Sim-to-real transferable assembly skills over diverse geometries
Imitation-augmented RL and specialist-to-generalist training for plug-and-socket assembly with hardware deployment.
Problem
High-mix, low-volume manufacturing needs robots that adapt to many part geometries, poses, and environments while keeping insertion precision. Pure reinforcement learning often fails to cover broad assembly diversity, collecting human assembly demonstrations is expensive, and closing the sim-to-real gap at scale remains difficult without a disciplined perception and control stack on the real robot.
Solution
We implemented a simulation-first learning pipeline in the spirit of the AutoMate line of work: parallelized assembly environments, imitation-augmented RL with assembly-by-disassembly demonstrations, imitation terms in the reward, and dynamic time warping for trajectory matching between demonstrations and live motion.
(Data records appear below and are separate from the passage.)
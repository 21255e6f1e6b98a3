//! Advertisement scanning in BLE central mode using btleplug

use std::pin::Pin;

use btleplug::api::{
    BDAddr, Central, CentralEvent, Manager as _, Peripheral as _, ScanFilter as BtleScanFilter,
};
use btleplug::platform::{Adapter, Manager, PeripheralId};
use futures::stream::{Stream, StreamExt};
use pokebeacon_core::{DeviceId, RawAdvertisement, ScanEvent, ScanEventSender, ScanFilter};
use tokio::sync::{Mutex, RwLock};
use tokio::task::JoinHandle;
use tracing::{debug, info, trace, warn};

use crate::adapter::select_adapter;
use crate::config::BleRadioConfig;
use crate::error::BleRadioError;

type CentralEvents = Pin<Box<dyn Stream<Item = CentralEvent> + Send>>;

// ----------------------------------------------------------------------------
// Central Implementation
// ----------------------------------------------------------------------------

/// Scans for advertisements and forwards them to the discovery core
pub struct BleCentral {
    config: BleRadioConfig,
    adapter: RwLock<Option<Adapter>>,
    scan_task: Mutex<Option<JoinHandle<()>>>,
}

impl BleCentral {
    pub fn new(config: BleRadioConfig) -> Self {
        Self {
            config,
            adapter: RwLock::new(None),
            scan_task: Mutex::new(None),
        }
    }

    /// Initialize the BLE adapter
    pub async fn initialize(&self) -> Result<(), BleRadioError> {
        let mut slot = self.adapter.write().await;
        if slot.is_some() {
            return Ok(());
        }

        let manager = Manager::new()
            .await
            .map_err(|e| BleRadioError::ManagerFailed(e.to_string()))?;

        let adapters = manager
            .adapters()
            .await
            .map_err(|e| BleRadioError::ManagerFailed(format!("Failed to get adapters: {}", e)))?;

        let mut named = Vec::with_capacity(adapters.len());
        for adapter in adapters {
            let info = adapter
                .adapter_info()
                .await
                .map_err(|e| BleRadioError::ManagerFailed(format!("Failed to read adapter info: {}", e)))?;
            named.push((info, adapter));
        }
        let (info, adapter) = select_adapter(named, self.config.adapter_index)?;

        *slot = Some(adapter);
        info!("BLE adapter {} initialized", info);
        Ok(())
    }

    /// Whether an adapter is held
    pub async fn is_initialized(&self) -> bool {
        self.adapter.read().await.is_some()
    }

    /// Start scanning and forward every advertisement into `sink`
    pub async fn start_scan(
        &self,
        filter: ScanFilter,
        sink: ScanEventSender,
    ) -> Result<(), BleRadioError> {
        let adapter = self
            .adapter
            .read()
            .await
            .clone()
            .ok_or(BleRadioError::AdapterNotInitialized)?;

        self.abort_forwarder().await;

        let events = adapter
            .events()
            .await
            .map_err(|e| BleRadioError::EventStreamFailed(e.to_string()))?;

        let services = if self.config.filter_services {
            filter.services.clone()
        } else {
            Vec::new()
        };

        adapter
            .start_scan(BtleScanFilter { services })
            .await
            .map_err(|e| BleRadioError::ScanFailed(e.to_string()))?;

        let forwarder = tokio::spawn(forward_events(adapter, events, filter.name_prefix, sink));
        *self.scan_task.lock().await = Some(forwarder);

        info!("Started BLE scanning");
        Ok(())
    }

    /// Stop scanning; a no-op if no scan is running
    pub async fn stop_scan(&self) -> Result<(), BleRadioError> {
        if !self.abort_forwarder().await {
            return Ok(());
        }

        if let Some(adapter) = self.adapter.read().await.as_ref() {
            adapter
                .stop_scan()
                .await
                .map_err(|e| BleRadioError::ScanFailed(format!("Failed to stop scan: {}", e)))?;
        }
        info!("Stopped BLE scanning");
        Ok(())
    }

    /// Stop scanning and drop the adapter
    pub async fn release(&self) -> Result<(), BleRadioError> {
        let stopped = self.stop_scan().await;
        *self.adapter.write().await = None;
        debug!("BLE adapter released");
        stopped
    }

    async fn abort_forwarder(&self) -> bool {
        match self.scan_task.lock().await.take() {
            Some(task) => {
                task.abort();
                true
            }
            None => false,
        }
    }
}

impl Drop for BleCentral {
    fn drop(&mut self) {
        if let Some(task) = self.scan_task.get_mut().take() {
            task.abort();
        }
    }
}

// ----------------------------------------------------------------------------
// Event Forwarding
// ----------------------------------------------------------------------------

async fn forward_events(
    adapter: Adapter,
    mut events: CentralEvents,
    name_prefix: Option<String>,
    sink: ScanEventSender,
) {
    while let Some(event) = events.next().await {
        let id = match event {
            CentralEvent::DeviceDiscovered(id)
            | CentralEvent::DeviceUpdated(id)
            | CentralEvent::ManufacturerDataAdvertisement { id, .. } => id,
            _ => continue,
        };

        let forwarded = match read_advertisement(&adapter, &id).await {
            Ok(Some(advertisement)) => {
                if !passes_name_hint(&advertisement, name_prefix.as_deref()) {
                    continue;
                }
                trace!("Advertisement from {}", advertisement.id);
                sink.send(ScanEvent::Advertisement(advertisement))
            }
            Ok(None) => continue,
            Err(e) => {
                warn!("Dropping BLE event: {}", e);
                sink.send(ScanEvent::Error(e.to_string()))
            }
        };

        if forwarded.is_err() {
            debug!("Scan sink closed, stopping event forwarding");
            break;
        }
    }
}

async fn read_advertisement(
    adapter: &Adapter,
    id: &PeripheralId,
) -> Result<Option<RawAdvertisement>, BleRadioError> {
    let peripheral = adapter
        .peripheral(id)
        .await
        .map_err(|e| BleRadioError::PropertiesFailed(e.to_string()))?;

    let Some(properties) = peripheral
        .properties()
        .await
        .map_err(|e| BleRadioError::PropertiesFailed(e.to_string()))?
    else {
        return Ok(None);
    };

    let mut advertisement = RawAdvertisement::new(device_id(id, properties.address));
    advertisement.local_name = properties.local_name;
    advertisement.manufacturer_data = properties.manufacturer_data;
    advertisement.rssi = properties.rssi;
    Ok(Some(advertisement))
}

/// Address when the platform exposes one, otherwise the platform's opaque id
fn device_id(id: &PeripheralId, address: BDAddr) -> DeviceId {
    let address = address.to_string();
    if address == "00:00:00:00:00:00" {
        DeviceId::new(format!("{:?}", id))
    } else {
        DeviceId::new(address)
    }
}

/// Cheap pre-filter; the scan session filters again
fn passes_name_hint(advertisement: &RawAdvertisement, prefix: Option<&str>) -> bool {
    match (prefix, advertisement.local_name.as_deref()) {
        (Some(prefix), Some(name)) => name.starts_with(prefix),
        (Some(_), None) => false,
        (None, _) => true,
    }
}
We trained specialist policies per assembly family and distilled toward a generalist policy using behavior cloning, DAgger-style refinement, and curriculum reinforcement learning. For deployment, we use a perception-initialized workflow typically wrist RGB-D with 6D pose estimation so policies trained in simulation transfer to hardware without per-task retuning.
Outcome
Specialist policies held strong simulation performance across many assemblies and transferred with only a modest gap on hardware: roughly eighty-six percent mean success on real-world test assemblies, on the order of a few percent below matched simulation runs. Generalist policies remained competitive as well, showing that diverse plug-and-socket-style assembly can be approached with learning and simulation at useful scale.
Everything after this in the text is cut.